### EXERCISE DIRECTIONS
Transcribe, verbatim, every line from the start of the entries through the line that contains "output bit (if"; include both boundary lines and omit all others.

### EXTRACTED RECORDS
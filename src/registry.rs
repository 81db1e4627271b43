//! Connection registry - bit-level wiring between automata.
//!
//! Each automaton carries two tables:
//!
//! - `InputSources`: for every input bit, its single source output bit (if
//!   any) plus the slot that input occupies in the source's destination list
//! - `OutputDestinations`: for every output bit, the list of input bits it
//!   drives
//!
//! # Link Invariant
//!
//! Input bit `i` of `A` has source `(B, j)` at slot `s` exactly when
//! `B.destinations[j][s] == (A, i)`. Every mutation in this module keeps
//! both sides in step, which is what makes disconnect O(1): the input knows
//! where its entry lives, and removal swaps the last entry into the hole and
//! patches the moved entry's owner.
//!
//! Destination order carries no meaning and is not preserved.

use crate::automaton::AutomatonId;
use crate::error::{MooreError, Result};
use crate::network::Network;
use tracing::{debug, trace, warn};

/// One end of a bit-level connection: an automaton and a bit position.
#[derive(Debug, Clone, Copy, PartialEq, Eq, Hash)]
pub(crate) struct Endpoint {
    pub(crate) automaton: AutomatonId,
    pub(crate) bit: usize,
}

/// Source record of a connected input bit.
#[derive(Debug, Clone, Copy, PartialEq, Eq)]
pub(crate) struct Source {
    /// Output bit driving this input
    pub(crate) endpoint: Endpoint,
    /// Position of this input inside the source's destination list
    pub(crate) slot: usize,
}

/// Per-input-bit source table.
#[derive(Debug, Default)]
pub(crate) struct InputSources {
    sources: Vec<Option<Source>>,
}

impl InputSources {
    pub(crate) fn try_new(n_input: usize) -> Result<Self> {
        let mut sources = Vec::new();
        sources.try_reserve_exact(n_input)?;
        sources.resize(n_input, None);
        Ok(Self { sources })
    }

    #[inline]
    pub(crate) fn get(&self, bit: usize) -> Option<Source> {
        self.sources[bit]
    }

    #[inline]
    pub(crate) fn is_connected(&self, bit: usize) -> bool {
        self.sources[bit].is_some()
    }

    #[inline]
    fn set(&mut self, bit: usize, source: Source) {
        self.sources[bit] = Some(source);
    }

    #[inline]
    fn take(&mut self, bit: usize) -> Option<Source> {
        self.sources[bit].take()
    }

    #[inline]
    fn relocate(&mut self, bit: usize, slot: usize) {
        if let Some(source) = self.sources[bit].as_mut() {
            source.slot = slot;
        }
    }

    pub(crate) fn iter(&self) -> impl Iterator<Item = (usize, Source)> + '_ {
        self.sources
            .iter()
            .enumerate()
            .filter_map(|(bit, source)| source.map(|s| (bit, s)))
    }
}

/// Per-output-bit destination lists.
#[derive(Debug, Default)]
pub(crate) struct OutputDestinations {
    lists: Vec<Vec<Endpoint>>,
}

impl OutputDestinations {
    pub(crate) fn try_new(n_output: usize) -> Result<Self> {
        let mut lists = Vec::new();
        lists.try_reserve_exact(n_output)?;
        lists.resize_with(n_output, Vec::new);
        Ok(Self { lists })
    }

    #[inline]
    pub(crate) fn list(&self, bit: usize) -> &[Endpoint] {
        &self.lists[bit]
    }

    #[inline]
    fn list_mut(&mut self, bit: usize) -> &mut Vec<Endpoint> {
        &mut self.lists[bit]
    }

    pub(crate) fn iter(&self) -> impl Iterator<Item = (usize, &[Endpoint])> + '_ {
        self.lists
            .iter()
            .enumerate()
            .map(|(bit, list)| (bit, list.as_slice()))
    }
}

/// Make room for one more entry, growing geometrically.
///
/// The first allocation holds `initial` entries; later ones double.
fn reserve_one(list: &mut Vec<Endpoint>, initial: usize) -> Result<()> {
    if list.len() < list.capacity() {
        return Ok(());
    }
    let target = if list.capacity() == 0 {
        initial.max(1)
    } else {
        list.capacity() * 2
    };
    list.try_reserve_exact(target - list.len())?;
    Ok(())
}

/// Validate that `[offset, offset + count)` fits inside `width`.
pub(crate) fn check_range(offset: usize, count: usize, width: usize, what: &str) -> Result<()> {
    if count == 0 {
        return Err(MooreError::invalid("bit count must be non-zero"));
    }
    match offset.checked_add(count) {
        Some(end) if end <= width => Ok(()),
        _ => Err(MooreError::invalid(format!(
            "{} range [{}, {}+{}) exceeds width {}",
            what, offset, offset, count, width
        ))),
    }
}

impl Network {
    /// Wire `count` input bits of `in_id`, starting at `in_offset`, to the
    /// output bits of `out_id` starting at `out_offset`, one to one.
    ///
    /// An input bit that already has a source is rewired; its old connection
    /// is severed first. Self-loops and cycles are allowed.
    ///
    /// The call is all-or-nothing: room in every destination list touched is
    /// secured before any binding changes, so an `OutOfMemory` failure
    /// leaves the wiring exactly as it was.
    ///
    /// # Errors
    ///
    /// - `InvalidArgument` for an unknown handle, `count == 0`, or a range
    ///   past either automaton's width
    /// - `OutOfMemory` if a destination list cannot grow or would exceed
    ///   [`NetworkConfig::max_fanout`](crate::NetworkConfig::max_fanout)
    ///
    /// # Examples
    ///
    /// ```
    /// use moorenet::{BitStore, Network};
    ///
    /// fn hold(next: &mut BitStore, _input: &BitStore, state: &BitStore) {
    ///     next.copy_from(state);
    /// }
    ///
    /// let mut net = Network::new();
    /// let a = net.create_simple(4, 4, hold).unwrap();
    /// let b = net.create_simple(4, 4, hold).unwrap();
    ///
    /// net.connect(a, 0, b, 2, 2).unwrap();
    /// assert_eq!(net.source_of(a, 1).unwrap(), Some((b, 3)));
    /// assert_eq!(net.destinations_of(b, 2).unwrap(), vec![(a, 0)]);
    /// ```
    pub fn connect(
        &mut self,
        in_id: AutomatonId,
        in_offset: usize,
        out_id: AutomatonId,
        out_offset: usize,
        count: usize,
    ) -> Result<()> {
        let n_input = self.automaton(in_id)?.num_inputs();
        let n_output = self.automaton(out_id)?.num_outputs();
        check_range(in_offset, count, n_input, "input")?;
        check_range(out_offset, count, n_output, "output")?;

        self.reserve_destinations(in_id, in_offset, out_id, out_offset, count)?;

        for k in 0..count {
            self.sever(in_id, in_offset + k);
            self.bind(in_id, in_offset + k, out_id, out_offset + k);
        }

        debug!(
            ?in_id,
            in_offset,
            ?out_id,
            out_offset,
            count,
            "connected bits"
        );
        Ok(())
    }

    /// Sever the sources of `count` input bits of `id` starting at
    /// `in_offset`. Bits without a source are skipped.
    ///
    /// # Errors
    ///
    /// `InvalidArgument` for an unknown handle, `count == 0`, or a range past
    /// the input width.
    pub fn disconnect(&mut self, id: AutomatonId, in_offset: usize, count: usize) -> Result<()> {
        let n_input = self.automaton(id)?.num_inputs();
        check_range(in_offset, count, n_input, "input")?;

        for bit in in_offset..in_offset + count {
            self.sever(id, bit);
        }

        debug!(?id, in_offset, count, "disconnected bits");
        Ok(())
    }

    /// Source output bit of input bit `in_bit` of `id`, if connected.
    pub fn source_of(&self, id: AutomatonId, in_bit: usize) -> Result<Option<(AutomatonId, usize)>> {
        let automaton = self.automaton(id)?;
        check_range(in_bit, 1, automaton.num_inputs(), "input")?;
        Ok(automaton
            .sources
            .get(in_bit)
            .map(|s| (s.endpoint.automaton, s.endpoint.bit)))
    }

    /// Input bits currently driven by output bit `out_bit` of `id`, in
    /// destination-list order.
    pub fn destinations_of(&self, id: AutomatonId, out_bit: usize) -> Result<Vec<(AutomatonId, usize)>> {
        let automaton = self.automaton(id)?;
        check_range(out_bit, 1, automaton.num_outputs(), "output")?;
        Ok(automaton
            .destinations
            .list(out_bit)
            .iter()
            .map(|d| (d.automaton, d.bit))
            .collect())
    }

    /// Audit the link invariant across the whole network.
    ///
    /// Returns false and logs every violation found.
    pub fn check_links(&self) -> bool {
        let mut consistent = true;

        for (id, automaton) in self.automata.iter() {
            for (bit, source) in automaton.sources.iter() {
                let expected = Endpoint { automaton: id, bit };
                let entry = self
                    .automata
                    .get(source.endpoint.automaton)
                    .and_then(|src| src.destinations.lists.get(source.endpoint.bit))
                    .and_then(|list| list.get(source.slot));
                if entry != Some(&expected) {
                    warn!(?id, bit, ?source, "input source has no matching destination entry");
                    consistent = false;
                }
            }

            for (bit, list) in automaton.destinations.iter() {
                for (slot, dest) in list.iter().enumerate() {
                    let expected = Source {
                        endpoint: Endpoint { automaton: id, bit },
                        slot,
                    };
                    let source = self
                        .automata
                        .get(dest.automaton)
                        .and_then(|a| a.sources.sources.get(dest.bit).copied().flatten());
                    if source != Some(expected) {
                        warn!(?id, bit, slot, ?dest, "destination entry has no matching input source");
                        consistent = false;
                    }
                }
            }
        }

        consistent
    }

    /// Secure one free slot in each destination list `connect` will append
    /// to, and enforce the fan-out limit on the final list sizes.
    fn reserve_destinations(
        &mut self,
        in_id: AutomatonId,
        in_offset: usize,
        out_id: AutomatonId,
        out_offset: usize,
        count: usize,
    ) -> Result<()> {
        // Entries the rewiring itself will remove from each target list.
        let mut released = Vec::new();
        released.try_reserve_exact(count)?;
        released.resize(count, 0usize);
        for (_, source) in self.automata[in_id]
            .sources
            .iter()
            .filter(|(bit, _)| (in_offset..in_offset + count).contains(bit))
        {
            let Endpoint { automaton, bit } = source.endpoint;
            if automaton == out_id && (out_offset..out_offset + count).contains(&bit) {
                released[bit - out_offset] += 1;
            }
        }

        let initial = self.config.destination_capacity;
        let max_fanout = self.config.max_fanout;
        let destinations = &mut self.automata[out_id].destinations;

        for (k, released) in released.into_iter().enumerate() {
            let bit = out_offset + k;
            let list = destinations.list_mut(bit);
            let final_len = list.len() + 1 - released;
            if let Some(max) = max_fanout {
                if final_len > max {
                    warn!(?out_id, bit, max, "destination list capacity exhausted");
                    return Err(MooreError::OutOfMemory(format!(
                        "output bit {} would drive {} inputs, limit is {}",
                        bit, final_len, max
                    )));
                }
            }
            reserve_one(list, initial).map_err(|e| {
                warn!(?out_id, bit, "destination list growth failed");
                e
            })?;
        }
        Ok(())
    }

    /// Append `(in_id, in_bit)` to the destinations of `(out_id, out_bit)`
    /// and record the source on the input side.
    fn bind(&mut self, in_id: AutomatonId, in_bit: usize, out_id: AutomatonId, out_bit: usize) {
        let list = self.automata[out_id].destinations.list_mut(out_bit);
        let slot = list.len();
        list.push(Endpoint {
            automaton: in_id,
            bit: in_bit,
        });

        self.automata[in_id].sources.set(
            in_bit,
            Source {
                endpoint: Endpoint {
                    automaton: out_id,
                    bit: out_bit,
                },
                slot,
            },
        );
    }

    /// Remove the connection feeding input bit `in_bit` of `in_id`, if any.
    ///
    /// Swap-removal: the last destination entry moves into the vacated slot
    /// and its owner's recorded slot is updated.
    pub(crate) fn sever(&mut self, in_id: AutomatonId, in_bit: usize) {
        let Some(source) = self.automata[in_id].sources.take(in_bit) else {
            return;
        };
        let Endpoint { automaton: out_id, bit: out_bit } = source.endpoint;

        let list = self.automata[out_id].destinations.list_mut(out_bit);
        let removed = list.swap_remove(source.slot);
        debug_assert_eq!(
            removed,
            Endpoint {
                automaton: in_id,
                bit: in_bit
            }
        );

        if let Some(&moved) = list.get(source.slot) {
            self.automata[moved.automaton]
                .sources
                .relocate(moved.bit, source.slot);
        }

        trace!(?in_id, in_bit, ?out_id, out_bit, "severed link");
    }
}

### EXERCISE OUTPUT
filename src/registry.rs
repository 81db1e4627271b43
//! Connection registry - bit-level wiring between automata.
//!
//! Each automaton carries two tables:
//!
//! - `InputSources`: for every input bit, its single source output bit (if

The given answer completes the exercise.